▸ **What you have to do**
Every line of the listing below should be written out exactly.

═════ Data for processing

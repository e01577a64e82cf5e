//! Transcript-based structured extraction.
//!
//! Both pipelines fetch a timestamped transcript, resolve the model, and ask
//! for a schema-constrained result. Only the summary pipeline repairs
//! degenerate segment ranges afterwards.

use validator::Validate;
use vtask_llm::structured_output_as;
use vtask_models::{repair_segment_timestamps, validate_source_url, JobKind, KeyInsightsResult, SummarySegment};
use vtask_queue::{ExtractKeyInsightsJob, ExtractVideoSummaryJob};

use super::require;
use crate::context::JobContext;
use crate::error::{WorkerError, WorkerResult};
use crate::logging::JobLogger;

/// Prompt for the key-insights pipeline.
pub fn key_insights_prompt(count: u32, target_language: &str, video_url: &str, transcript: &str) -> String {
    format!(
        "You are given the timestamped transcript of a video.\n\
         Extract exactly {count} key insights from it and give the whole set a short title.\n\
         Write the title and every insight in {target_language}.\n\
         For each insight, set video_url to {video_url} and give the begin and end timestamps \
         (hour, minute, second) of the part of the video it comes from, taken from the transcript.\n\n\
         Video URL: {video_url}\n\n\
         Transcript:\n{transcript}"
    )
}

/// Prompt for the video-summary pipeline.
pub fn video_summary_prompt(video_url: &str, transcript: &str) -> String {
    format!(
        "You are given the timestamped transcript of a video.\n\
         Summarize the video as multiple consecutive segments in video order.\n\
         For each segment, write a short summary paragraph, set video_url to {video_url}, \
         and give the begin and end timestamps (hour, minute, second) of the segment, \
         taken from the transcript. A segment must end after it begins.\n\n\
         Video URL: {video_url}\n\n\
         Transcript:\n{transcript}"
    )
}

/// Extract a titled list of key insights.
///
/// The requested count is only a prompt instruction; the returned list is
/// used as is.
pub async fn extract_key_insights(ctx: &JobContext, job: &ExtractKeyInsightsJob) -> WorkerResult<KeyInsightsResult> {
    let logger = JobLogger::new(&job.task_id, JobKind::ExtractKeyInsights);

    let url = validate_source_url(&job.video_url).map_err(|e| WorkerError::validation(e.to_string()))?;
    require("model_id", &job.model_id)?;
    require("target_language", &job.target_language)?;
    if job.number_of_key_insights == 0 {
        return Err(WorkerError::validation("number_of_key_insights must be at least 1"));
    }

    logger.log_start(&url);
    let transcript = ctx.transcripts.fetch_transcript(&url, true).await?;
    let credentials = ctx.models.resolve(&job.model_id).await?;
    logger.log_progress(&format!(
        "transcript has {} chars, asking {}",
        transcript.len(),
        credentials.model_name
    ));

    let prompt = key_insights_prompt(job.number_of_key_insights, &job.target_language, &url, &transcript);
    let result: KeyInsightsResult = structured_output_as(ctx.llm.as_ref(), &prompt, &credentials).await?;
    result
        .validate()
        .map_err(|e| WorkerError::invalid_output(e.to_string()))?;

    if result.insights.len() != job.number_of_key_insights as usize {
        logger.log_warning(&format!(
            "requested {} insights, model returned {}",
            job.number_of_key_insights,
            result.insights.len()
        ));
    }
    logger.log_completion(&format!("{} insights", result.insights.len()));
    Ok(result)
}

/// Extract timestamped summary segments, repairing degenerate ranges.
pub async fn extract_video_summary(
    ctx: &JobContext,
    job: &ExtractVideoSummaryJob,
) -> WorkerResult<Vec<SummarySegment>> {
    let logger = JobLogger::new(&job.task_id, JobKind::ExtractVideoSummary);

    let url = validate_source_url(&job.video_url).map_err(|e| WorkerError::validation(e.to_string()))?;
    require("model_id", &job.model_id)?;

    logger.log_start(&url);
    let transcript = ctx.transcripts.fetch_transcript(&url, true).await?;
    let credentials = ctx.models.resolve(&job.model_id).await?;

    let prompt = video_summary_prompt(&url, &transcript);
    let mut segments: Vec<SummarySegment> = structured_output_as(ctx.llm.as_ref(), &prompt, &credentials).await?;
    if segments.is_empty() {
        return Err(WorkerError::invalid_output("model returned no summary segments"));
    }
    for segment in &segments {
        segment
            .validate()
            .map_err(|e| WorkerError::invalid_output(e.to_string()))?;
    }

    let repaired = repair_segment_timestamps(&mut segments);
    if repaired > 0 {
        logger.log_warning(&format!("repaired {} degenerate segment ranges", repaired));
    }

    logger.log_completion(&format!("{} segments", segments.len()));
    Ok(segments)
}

══════════

▸ **Output for this task**
repository e01577a64e82cf5e
//! Transcript-based structured extraction.
//!
//! Both pipelines fetch a timestamped transcript, resolve the model, and ask
//! for a schema-constrained result. Only the summary pipeline repairs
//! degenerate segment ranges afterwards.

use validator::Validate;
use vtask_llm::structured_output_as;
use vtask_models::{repair_segment_timestamps, validate_source_url, JobKind, KeyInsightsResult, SummarySegment};
use vtask_queue::{ExtractKeyInsightsJob, ExtractVideoSummaryJob};

use super::require;
use crate::context::JobContext;
use crate::error::{WorkerError, WorkerResult};
use crate::logging::JobLogger;

/// Prompt for the key-insights pipeline.
pub fn key_insights_prompt(count: u32, target_language: &str, video_url: &str, transcript: &str) -> String {
    format!(
        "You are given the timestamped transcript of a video.\n\
         Extract exactly {count} key insights from it and give the whole set a short title.\n\
         Write the title and every insight in {target_language}.\n\
         For each insight, set video_url to {video_url} and give the begin and end timestamps \
         (hour, minute, second) of the part of the video it comes from, taken from the transcript.\n\n\
         Video URL: {video_url}\n\n\
         Transcript:\n{transcript}"
    )
}

/// Prompt for the video-summary pipeline.
pub fn video_summary_prompt(video_url: &str, transcript: &str) -> String {
    format!(
        "You are given the timestamped transcript of a video.\n\
         Summarize the video as multiple consecutive segments in video order.\n\
         For each segment, write a short summary paragraph, set video_url to {video_url}, \
         and give the begin and end timestamps (hour, minute, second) of the segment, \
         taken from the transcript. A segment must end after it begins.\n\n\
         Video URL: {video_url}\n\n\
         Transcript:\n{transcript}"
    )
}

/// Extract a titled list of key insights.
///
/// The requested count is only a prompt instruction; the returned list is
/// used as is.
pub async fn extract_key_insights(ctx: &JobContext, job: &ExtractKeyInsightsJob) -> WorkerResult<KeyInsightsResult> {
    let logger = JobLogger::new(&job.task_id, JobKind::ExtractKeyInsights);

    let url = validate_source_url(&job.video_url).map_err(|e| WorkerError::validation(e.to_string()))?;
    require("model_id", &job.model_id)?;
    require("target_language", &job.target_language)?;
    if job.number_of_key_insights == 0 {
        return Err(WorkerError::validation("number_of_key_insights must be at least 1"));
    }

    logger.log_start(&url);
    let transcript = ctx.transcripts.fetch_transcript(&url, true).await?;
    let credentials = ctx.models.resolve(&job.model_id).await?;
    logger.log_progress(&format!(
        "transcript has {} chars, asking {}",
        transcript.len(),
        credentials.model_name
    ));

    let prompt = key_insights_prompt(job.number_of_key_insights, &job.target_language, &url, &transcript);
    let result: KeyInsightsResult = structured_output_as(ctx.llm.as_ref(), &prompt, &credentials).await?;
    result
        .validate()
        .map_err(|e| WorkerError::invalid_output(e.to_string()))?;

    if result.insights.len() != job.number_of_key_insights as usize {
        logger.log_warning(&format!(
            "requested {} insights, model returned {}",
            job.number_of_key_insights,
            result.insights.len()
        ));
    }
    logger.log_completion(&format!("{} insights", result.insights.len()));
    Ok(result)
}

/// Extract timestamped summary segments, repairing degenerate ranges.
pub async fn extract_video_summary(
    ctx: &JobContext,
    job: &ExtractVideoSummaryJob,
) -> WorkerResult<Vec<SummarySegment>> {
    let logger = JobLogger::new(&job.task_id, JobKind::ExtractVideoSummary);

    let url = validate_source_url(&job.video_url).map_err(|e| WorkerError::validation(e.to_string()))?;
    require("model_id", &job.model_id)?;

    logger.log_start(&url);
    let transcript = ctx.transcripts.fetch_transcript(&url, true).await?;
    let credentials = ctx.models.resolve(&job.model_id).await?;

    let prompt = video_summary_prompt(&url, &transcript);
    let mut segments: Vec<SummarySegment> = structured_output_as(ctx.llm.as_ref(), &prompt, &credentials).await?;
    if segments.is_empty() {
        return Err(WorkerError::invalid_output("model returned no summary segments"));
    }
    for segment in &segments {
        segment
            .validate()
            .map_err(|e| WorkerError::invalid_output(e.to_string()))?;
    }

    let repaired = repair_segment_timestamps(&mut segments);
    if repaired > 0 {
        logger.log_warning(&format!("repaired {} degenerate segment ranges", repaired));
    }

    logger.log_completion(&format!("{} segments", segments.len()));
    Ok(segments)
}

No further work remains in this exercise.